El sepulturero ayudó al Secretario a trasladar el cuerpo, y lo depositaron sobre la mesa de mármol. Después fue despojado del traje de baño. El Secretario dictó los datos de Lucita, y fue extendida y firmada la papeleta de ingreso. Por fin el Secretario recogía la manta y el traje de baño, y salían los tres hombres del depósito, dejando el cuerpo de Lucita tendido sobre el mármol de la mesa inclinada. Él encargado apagó la luz y echó la llave.

– El médico forense ya no puede tardar – dijo el Juez instructor.

– Bien, señor Juez; que tengan ustedes buen viaje.

– Gracias. Con Dios.

El encargado cerró la portezuela, y el Balilla subía de nuevo hacia San Fernando, camino de Alcalá.

Subían hacia la venta.
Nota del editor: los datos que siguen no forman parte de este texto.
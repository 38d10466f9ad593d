//! Models for the session lifecycle: creation, validation, rotation, stats.

use chrono::{DateTime, Duration, Utc};
use serde::{Deserialize, Serialize};
use sqlx::FromRow;
use std::collections::HashMap;
use utoipa::ToSchema;
use uuid::Uuid;
use validator::Validate;

use crate::error::SessionError;
use crate::types::UserId;

#[derive(Debug, Clone, Serialize, Deserialize, FromRow)]
/// An authenticated session. One refresh-token hash is valid at a time;
/// rotation replaces it and extends `expires_at`.
pub struct Session {
    /// Opaque unique identifier for the session.
    pub id: String,
    /// User the session belongs to.
    pub user_id: UserId,
    /// SHA-256 hex digest of the currently valid refresh token.
    pub refresh_token_hash: String,
    /// False once the session has been logged out or revoked.
    pub is_active: bool,
    /// Timestamp when the session was created.
    pub created_at: DateTime<Utc>,
    /// Timestamp of the most recent token rotation. Validation is read-only
    /// and leaves this untouched.
    pub last_activity: DateTime<Utc>,
    /// Timestamp after which the session is invalid regardless of `is_active`.
    pub expires_at: DateTime<Utc>,
    #[sqlx(flatten)]
    #[serde(flatten)]
    pub metadata: SessionMetadata,
}

#[derive(Debug, Clone, Serialize, Deserialize, FromRow, ToSchema)]
/// Context captured at login and carried for the session's lifetime.
pub struct SessionMetadata {
    /// How the session was established (currently always "password").
    pub login_method: String,
    /// Whether the user asked for an extended session lifetime.
    pub remember_me: bool,
    /// Role name captured at login, embedded in access tokens.
    pub role_claim: Option<String>,
    /// User agent reported by the client at login.
    pub user_agent: Option<String>,
    /// Client IP recorded at login.
    pub ip_address: Option<String>,
}

impl Session {
    /// Constructs a new active session expiring `ttl` from now.
    pub fn new(
        user_id: UserId,
        refresh_token_hash: String,
        ttl: Duration,
        metadata: SessionMetadata,
    ) -> Self {
        let now = Utc::now();
        Self {
            id: Uuid::new_v4().to_string(),
            user_id,
            refresh_token_hash,
            is_active: true,
            created_at: now,
            last_activity: now,
            expires_at: now + ttl,
            metadata,
        }
    }

    pub fn is_expired(&self, now: DateTime<Utc>) -> bool {
        self.expires_at <= now
    }
}

/// A freshly created session together with the one-time plaintext refresh
/// token. The plaintext is never stored and never reproducible.
#[derive(Debug, Clone)]
pub struct CreatedSession {
    pub session: Session,
    pub refresh_token: String,
}

/// Outcome of validating a session by id.
#[derive(Debug)]
pub struct SessionValidation {
    pub is_valid: bool,
    pub session: Option<Session>,
    /// True when the session is in the last stretch of its lifetime and the
    /// client should rotate soon.
    pub needs_refresh: bool,
    pub error: Option<SessionError>,
}

impl SessionValidation {
    pub fn valid(session: Session, needs_refresh: bool) -> Self {
        Self {
            is_valid: true,
            session: Some(session),
            needs_refresh,
            error: None,
        }
    }

    pub fn invalid(error: SessionError) -> Self {
        Self {
            is_valid: false,
            session: None,
            needs_refresh: false,
            error: Some(error),
        }
    }
}

#[derive(Debug, Clone, Serialize, Deserialize, ToSchema)]
/// Access/refresh token pair handed to clients.
pub struct TokenPair {
    pub access_token: String,
    pub refresh_token: String,
    /// Seconds until the access token expires.
    pub expires_in: i64,
}

#[derive(Debug, Deserialize, Validate, ToSchema)]
/// Input to a refresh-token rotation.
pub struct RefreshRequest {
    #[validate(length(min = 1))]
    pub refresh_token: String,
    #[serde(default)]
    pub user_agent: Option<String>,
    #[serde(default)]
    pub ip_address: Option<String>,
}

/// Result of a successful rotation, including the session identity the
/// caller needs for auditing.
#[derive(Debug, Clone)]
pub struct RefreshGrant {
    pub tokens: TokenPair,
    pub session_id: String,
    pub user_id: UserId,
}

#[derive(Debug, Deserialize, ToSchema)]
/// Payload for `POST /api/auth/revoke`.
pub struct RevokeSessionRequest {
    /// Specific session to revoke; defaults to the caller's own current
    /// session when omitted and `all` is false.
    #[serde(default)]
    pub session_id: Option<String>,
    /// Revoke every session belonging to the caller.
    #[serde(default)]
    pub all: bool,
}

#[derive(Debug, Serialize, Deserialize, ToSchema)]
/// Aggregate counts over active sessions.
pub struct SessionStats {
    pub total_sessions: i64,
    /// Active session count keyed by user id.
    pub sessions_per_user: HashMap<String, i64>,
}

#[derive(Debug, Serialize, ToSchema)]
/// Public-facing view of a session, without the token hash.
pub struct SessionResponse {
    pub id: String,
    pub user_id: String,
    pub is_active: bool,
    pub created_at: DateTime<Utc>,
    pub last_activity: DateTime<Utc>,
    pub expires_at: DateTime<Utc>,
    pub login_method: String,
    pub remember_me: bool,
    pub user_agent: Option<String>,
    pub ip_address: Option<String>,
}

impl From<Session> for SessionResponse {
    fn from(session: Session) -> Self {
        SessionResponse {
            id: session.id,
            user_id: session.user_id.to_string(),
            is_active: session.is_active,
            created_at: session.created_at,
            last_activity: session.last_activity,
            expires_at: session.expires_at,
            login_method: session.metadata.login_method,
            remember_me: session.metadata.remember_me,
            user_agent: session.metadata.user_agent,
            ip_address: session.metadata.ip_address,
        }
    }
}

#[derive(Debug, Serialize, ToSchema)]
/// Response for `GET /api/auth/session`.
pub struct CurrentSessionResponse {
    pub session: SessionResponse,
    pub needs_refresh: bool,
    pub user: crate::models::user::UserResponse,
}

#[cfg(test)]
mod tests {
    use super::*;

    fn metadata() -> SessionMetadata {
        SessionMetadata {
            login_method: "password".to_string(),
            remember_me: false,
            role_claim: None,
            user_agent: None,
            ip_address: None,
        }
    }

    #[test]
    fn new_session_is_active_and_expires_after_ttl() {
        let session = Session::new(
            UserId::new(),
            "hash".to_string(),
            Duration::minutes(15),
            metadata(),
        );
        assert!(session.is_active);
        assert_eq!(session.expires_at - session.created_at, Duration::minutes(15));
        assert!(!session.is_expired(Utc::now()));
    }

    #[test]
    fn session_is_expired_at_and_after_expiry() {
        let session = Session::new(
            UserId::new(),
            "hash".to_string(),
            Duration::minutes(15),
            metadata(),
        );
        assert!(session.is_expired(session.expires_at));
        assert!(session.is_expired(session.expires_at + Duration::seconds(1)));
        assert!(!session.is_expired(session.expires_at - Duration::seconds(1)));
    }

    #[test]
    fn session_response_hides_token_hash() {
        let session = Session::new(
            UserId::new(),
            "hash".to_string(),
            Duration::minutes(15),
            metadata(),
        );
        let resp: SessionResponse = session.into();
        let json = serde_json::to_value(&resp).unwrap();
        assert!(json.get("refresh_token_hash").is_none());
        assert_eq!(json["login_method"], "password");
    }

    #[test]
    fn validation_constructors_set_flags() {
        let session = Session::new(
            UserId::new(),
            "hash".to_string(),
            Duration::minutes(15),
            metadata(),
        );
        let ok = SessionValidation::valid(session, true);
        assert!(ok.is_valid);
        assert!(ok.needs_refresh);
        assert!(ok.error.is_none());

        let bad = SessionValidation::invalid(SessionError::SessionInvalid);
        assert!(!bad.is_valid);
        assert!(bad.session.is_none());
        assert!(matches!(bad.error, Some(SessionError::SessionInvalid)));
    }
}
Menguaba el ruido de la compuerta a sus espaldas. Tito y Daniel iban los últimos; Zacarías, con Mely, delante de ellos. Llegando a la carretera, Fernando se retrasó, para decirle:

– Zacarías, tú lo que podías hacer es venirte en la bicicleta de ella.

– Lo había pensado. Pero después ¿qué os parece que haga con esa bici?

¿Eh…? Pues no lo sé. No sé qué haríamos. Pero… es que…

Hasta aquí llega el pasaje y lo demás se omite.